Stored entries:
▼▼▼

//! rpair-core error types
//!
//! Re-exports rpair-error so downstream crates only need rpair-core.

pub use rpair_error::{Error, ErrorKind, ErrorStatus, Result};
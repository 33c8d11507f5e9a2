//! Error kinds for rpair operations

use std::fmt;

/// The kind of error that occurred.
///
/// Callers match on `ErrorKind` to decide how to react: a missing credential
/// or interpreter stops the program before the first turn, while a rate limit
/// is worth retrying.
#[derive(Debug, Clone, Copy, PartialEq, Eq, Hash)]
#[non_exhaustive]
pub enum ErrorKind {
    // =========================================================================
    // General errors
    // =========================================================================
    /// An unexpected error occurred - catch-all for unhandled cases
    Unexpected,

    /// Invalid configuration or parameters
    ConfigInvalid,

    /// A required credential (API key) is not set
    CredentialMissing,

    /// Invalid argument passed to function
    InvalidArgument,

    // =========================================================================
    // Interpreter errors
    // =========================================================================
    /// The R interpreter binary could not be found or started
    InterpreterNotFound,

    /// A child process could not be spawned
    SpawnFailed,

    /// The evaluation session is no longer usable
    SessionClosed,

    // =========================================================================
    // Inference/LLM errors
    // =========================================================================
    /// LLM inference failed
    InferenceFailed,

    /// Provider not available
    ProviderUnavailable,

    /// Rate limit exceeded
    RateLimited,

    /// The provider rejected the credential
    AuthenticationFailed,

    // =========================================================================
    // IO errors
    // =========================================================================
    /// File not found
    FileNotFound,

    /// Permission denied
    PermissionDenied,

    /// IO operation failed
    IoFailed,

    /// Network error
    NetworkFailed,

    // =========================================================================
    // Parse errors
    // =========================================================================
    /// Failed to parse input
    ParseFailed,
}

impl ErrorKind {
    /// Returns the error kind as a static string
    pub fn as_str(&self) -> &'static str {
        match self {
            // General
            ErrorKind::Unexpected => "Unexpected",
            ErrorKind::ConfigInvalid => "ConfigInvalid",
            ErrorKind::CredentialMissing => "CredentialMissing",
            ErrorKind::InvalidArgument => "InvalidArgument",

            // Interpreter
            ErrorKind::InterpreterNotFound => "InterpreterNotFound",
            ErrorKind::SpawnFailed => "SpawnFailed",
            ErrorKind::SessionClosed => "SessionClosed",

            // Inference
            ErrorKind::InferenceFailed => "InferenceFailed",
            ErrorKind::ProviderUnavailable => "ProviderUnavailable",
            ErrorKind::RateLimited => "RateLimited",
            ErrorKind::AuthenticationFailed => "AuthenticationFailed",

            // IO
            ErrorKind::FileNotFound => "FileNotFound",
            ErrorKind::PermissionDenied => "PermissionDenied",
            ErrorKind::IoFailed => "IoFailed",
            ErrorKind::NetworkFailed => "NetworkFailed",

            // Parse
            ErrorKind::ParseFailed => "ParseFailed",
        }
    }

    /// Check if this error kind is retryable by default
    pub fn is_retryable(&self) -> bool {
        matches!(
            self,
            ErrorKind::InferenceFailed
                | ErrorKind::NetworkFailed
                | ErrorKind::RateLimited
                | ErrorKind::ProviderUnavailable
        )
    }

    /// Errors that stop the program before any turn runs
    pub fn is_startup(&self) -> bool {
        matches!(
            self,
            ErrorKind::CredentialMissing | ErrorKind::InterpreterNotFound
        )
    }
}

impl fmt::Display for ErrorKind {
    fn fmt(&self, f: &mut fmt::Formatter<'_>) -> fmt::Result {
        write!(f, "{}", self.as_str())
    }
}
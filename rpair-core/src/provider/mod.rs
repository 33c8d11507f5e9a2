//! # LLM Provider Interface
//!
//! A trait-based abstraction over chat-completion backends.
//!
//! ## Design
//! - `LlmProvider` defines the interface the coder role talks to
//! - `OpenAIProvider` covers OpenAI and OpenAI-compatible servers (vLLM, Ollama)
//! - Streaming via `StreamReceiver`
//! - Usage tracking across calls

pub mod openai;

pub use openai::OpenAIProvider;

use crate::error::{Error, ErrorKind, Result};
use futures_util::StreamExt;
use serde::{Deserialize, Serialize};
use std::collections::HashMap;
use std::pin::Pin;

/// Environment variable holding the API key
pub const API_KEY_ENV: &str = "OPENAI_API_KEY";
/// Optional override of the API base URL
pub const BASE_URL_ENV: &str = "OPENAI_BASE_URL";
/// Optional override of the model
pub const MODEL_ENV: &str = "RPAIR_MODEL";

pub const DEFAULT_BASE_URL: &str = "https://api.openai.com/v1";
pub const DEFAULT_MODEL: &str = "gpt-4o-mini";

// ============================================================================
// Core Types
// ============================================================================

/// A chat message sent to the model
#[derive(Debug, Clone, PartialEq, Eq, Serialize, Deserialize)]
pub struct ChatMessage {
    pub role: ChatRole,
    pub content: String,
}

impl ChatMessage {
    pub fn system(content: impl Into<String>) -> Self {
        Self {
            role: ChatRole::System,
            content: content.into(),
        }
    }

    pub fn user(content: impl Into<String>) -> Self {
        Self {
            role: ChatRole::User,
            content: content.into(),
        }
    }

    pub fn assistant(content: impl Into<String>) -> Self {
        Self {
            role: ChatRole::Assistant,
            content: content.into(),
        }
    }
}

#[derive(Debug, Clone, Copy, PartialEq, Eq, Serialize, Deserialize)]
#[serde(rename_all = "lowercase")]
pub enum ChatRole {
    System,
    User,
    Assistant,
}

impl ChatRole {
    pub fn as_str(&self) -> &'static str {
        match self {
            ChatRole::System => "system",
            ChatRole::User => "user",
            ChatRole::Assistant => "assistant",
        }
    }
}

/// Request parameters for a completion
#[derive(Debug, Clone, Default)]
pub struct CompletionRequest {
    pub messages: Vec<ChatMessage>,
    pub model: Option<String>,
    pub temperature: Option<f32>,
    pub max_tokens: Option<usize>,
    pub stop: Option<Vec<String>>,
}

impl CompletionRequest {
    pub fn new(messages: Vec<ChatMessage>) -> Self {
        Self {
            messages,
            ..Default::default()
        }
    }

    pub fn with_model(mut self, model: impl Into<String>) -> Self {
        self.model = Some(model.into());
        self
    }

    pub fn with_temperature(mut self, temp: f32) -> Self {
        self.temperature = Some(temp);
        self
    }

    pub fn with_max_tokens(mut self, max: usize) -> Self {
        self.max_tokens = Some(max);
        self
    }
}

/// Response from a completion request
#[derive(Debug, Clone)]
pub struct CompletionResponse {
    pub id: String,
    pub model: String,
    pub content: Option<String>,
    pub finish_reason: FinishReason,
    pub usage: Usage,
}

#[derive(Debug, Clone, Copy, PartialEq, Eq)]
pub enum FinishReason {
    Stop,
    Length,
    ContentFilter,
    Unknown,
}

impl FinishReason {
    pub fn from_api(reason: Option<&str>) -> Self {
        match reason {
            Some("stop") => FinishReason::Stop,
            Some("length") => FinishReason::Length,
            Some("content_filter") => FinishReason::ContentFilter,
            _ => FinishReason::Unknown,
        }
    }
}

/// Token usage information
#[derive(Debug, Clone, Default, PartialEq, Eq)]
pub struct Usage {
    pub prompt_tokens: usize,
    pub completion_tokens: usize,
    pub total_tokens: usize,
}

/// A streaming chunk from the model
#[derive(Debug, Clone)]
pub enum StreamChunk {
    /// Text content delta
    Text(String),
    /// Stream finished
    Done {
        finish_reason: FinishReason,
        usage: Option<Usage>,
    },
    /// Error occurred
    Error(String),
}

// ============================================================================
// Provider Errors
// ============================================================================

/// Error type for provider operations
#[derive(Debug)]
pub enum ProviderError {
    /// Network/connection error
    Network(String),
    /// API returned an error
    Api { status: u16, message: String },
    /// Failed to parse response
    Parse(String),
    /// Rate limited
    RateLimited { retry_after: Option<u64> },
    /// The API key was rejected
    AuthenticationFailed,
    /// The model answered without content
    EmptyResponse,
    /// Other error
    Other(String),
}

impl std::fmt::Display for ProviderError {
    fn fmt(&self, f: &mut std::fmt::Formatter<'_>) -> std::fmt::Result {
        match self {
            Self::Network(e) => write!(f, "Network error: {}", e),
            Self::Api { status, message } => write!(f, "API error ({}): {}", status, message),
            Self::Parse(e) => write!(f, "Parse error: {}", e),
            Self::RateLimited { retry_after } => {
                write!(f, "Rate limited")?;
                if let Some(secs) = retry_after {
                    write!(f, " (retry after {}s)", secs)?;
                }
                Ok(())
            }
            Self::AuthenticationFailed => write!(f, "Authentication failed"),
            Self::EmptyResponse => write!(f, "No content in response"),
            Self::Other(e) => write!(f, "{}", e),
        }
    }
}

impl std::error::Error for ProviderError {}

impl From<ProviderError> for Error {
    fn from(err: ProviderError) -> Self {
        let kind = match &err {
            ProviderError::Network(_) => ErrorKind::NetworkFailed,
            ProviderError::RateLimited { .. } => ErrorKind::RateLimited,
            ProviderError::AuthenticationFailed => ErrorKind::AuthenticationFailed,
            ProviderError::Parse(_) => ErrorKind::ParseFailed,
            ProviderError::Api { status, .. } if *status >= 500 => ErrorKind::ProviderUnavailable,
            ProviderError::Api { .. } => ErrorKind::InvalidArgument,
            ProviderError::EmptyResponse | ProviderError::Other(_) => ErrorKind::InferenceFailed,
        };
        let mut converted = Error::new(kind, err.to_string()).with_operation("provider");
        if let ProviderError::Api { status, .. } = &err {
            converted = converted.with_context("status", status.to_string());
        }
        converted.set_source(err)
    }
}

// ============================================================================
// Provider Trait
// ============================================================================

/// The main LLM provider trait
#[allow(async_fn_in_trait)]
pub trait LlmProvider: Send + Sync {
    /// Get the provider name (e.g., "openai")
    fn name(&self) -> &str;

    /// Get the default model
    fn default_model(&self) -> &str;

    /// Send a completion request and get a full response
    async fn complete(&self, request: CompletionRequest) -> std::result::Result<CompletionResponse, ProviderError>;

    /// Send a completion request and stream the response
    async fn stream(&self, request: CompletionRequest) -> std::result::Result<StreamReceiver, ProviderError>;

    /// Chat with message history, returning the text of the reply
    async fn chat(&self, messages: Vec<ChatMessage>) -> std::result::Result<String, ProviderError> {
        let request = CompletionRequest::new(messages);
        let response = self.complete(request).await?;
        response.content.ok_or(ProviderError::EmptyResponse)
    }
}

/// Receiver for streaming responses
pub struct StreamReceiver {
    inner: Pin<Box<dyn futures_core::Stream<Item = StreamChunk> + Send>>,
}

impl StreamReceiver {
    pub fn new<S>(stream: S) -> Self
    where
        S: futures_core::Stream<Item = StreamChunk> + Send + 'static,
    {
        Self {
            inner: Box::pin(stream),
        }
    }

    /// Next chunk, or `None` when the stream is exhausted
    pub async fn next(&mut self) -> Option<StreamChunk> {
        self.inner.next().await
    }

    /// Collect the text, handing each delta to `on_text` as it arrives
    pub async fn collect_text_with<F>(mut self, mut on_text: F) -> std::result::Result<String, ProviderError>
    where
        F: FnMut(&str),
    {
        let mut text = String::new();
        while let Some(chunk) = self.next().await {
            match chunk {
                StreamChunk::Text(delta) => {
                    on_text(&delta);
                    text.push_str(&delta);
                }
                StreamChunk::Done { .. } => break,
                StreamChunk::Error(e) => return Err(ProviderError::Network(e)),
            }
        }
        Ok(text)
    }

    /// Collect all text chunks into a single string
    pub async fn collect_text(self) -> std::result::Result<String, ProviderError> {
        self.collect_text_with(|_| {}).await
    }
}

// ============================================================================
// Provider Configuration
// ============================================================================

/// Configuration for creating providers
#[derive(Debug, Clone)]
pub struct ProviderConfig {
    pub api_key: Option<String>,
    pub base_url: Option<String>,
    pub default_model: Option<String>,
    pub headers: HashMap<String, String>,
    pub timeout_secs: Option<u64>,
}

impl ProviderConfig {
    pub fn openai(api_key: impl Into<String>) -> Self {
        Self {
            api_key: Some(api_key.into()),
            base_url: Some(DEFAULT_BASE_URL.into()),
            default_model: Some(DEFAULT_MODEL.into()),
            headers: HashMap::new(),
            timeout_secs: Some(120),
        }
    }

    /// Build from the process environment.
    ///
    /// `OPENAI_API_KEY` is required; `OPENAI_BASE_URL` and `RPAIR_MODEL`
    /// override the defaults.
    pub fn from_env() -> Result<Self> {
        Self::from_lookup(|key| std::env::var(key).ok())
    }

    /// Build from an arbitrary variable lookup
    pub fn from_lookup<F>(lookup: F) -> Result<Self>
    where
        F: Fn(&str) -> Option<String>,
    {
        let api_key = lookup(API_KEY_ENV)
            .filter(|key| !key.trim().is_empty())
            .ok_or_else(|| Error::credential_missing(API_KEY_ENV).with_operation("provider::from_env"))?;

        let mut config = Self::openai(api_key);
        if let Some(url) = lookup(BASE_URL_ENV).filter(|u| !u.trim().is_empty()) {
            config.base_url = Some(url.trim_end_matches('/').to_string());
        }
        if let Some(model) = lookup(MODEL_ENV).filter(|m| !m.trim().is_empty()) {
            config.default_model = Some(model);
        }
        Ok(config)
    }

    pub fn with_model(mut self, model: impl Into<String>) -> Self {
        self.default_model = Some(model.into());
        self
    }
}

// ============================================================================
// Usage Tracking
// ============================================================================

/// Tracks token usage across multiple calls
#[derive(Debug, Clone, Default)]
pub struct UsageTracker {
    pub total_calls: usize,
    pub total_prompt_tokens: usize,
    pub total_completion_tokens: usize,
    pub by_model: HashMap<String, Usage>,
}

impl UsageTracker {
    pub fn new() -> Self {
        Self::default()
    }

    pub fn track(&mut self, model: &str, usage: &Usage) {
        self.total_calls += 1;
        self.total_prompt_tokens += usage.prompt_tokens;
        self.total_completion_tokens += usage.completion_tokens;

        let entry = self.by_model.entry(model.to_string()).or_default();
        entry.prompt_tokens += usage.prompt_tokens;
        entry.completion_tokens += usage.completion_tokens;
        entry.total_tokens += usage.total_tokens;
    }

    pub fn total_tokens(&self) -> usize {
        self.total_prompt_tokens + self.total_completion_tokens
    }
}

// ============================================================================
// Tests
// ============================================================================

▲▲▲

Report the number of lines in the records that include the string "Build", and write no other words.

RESPONSE TO THIS EXERCISE: 2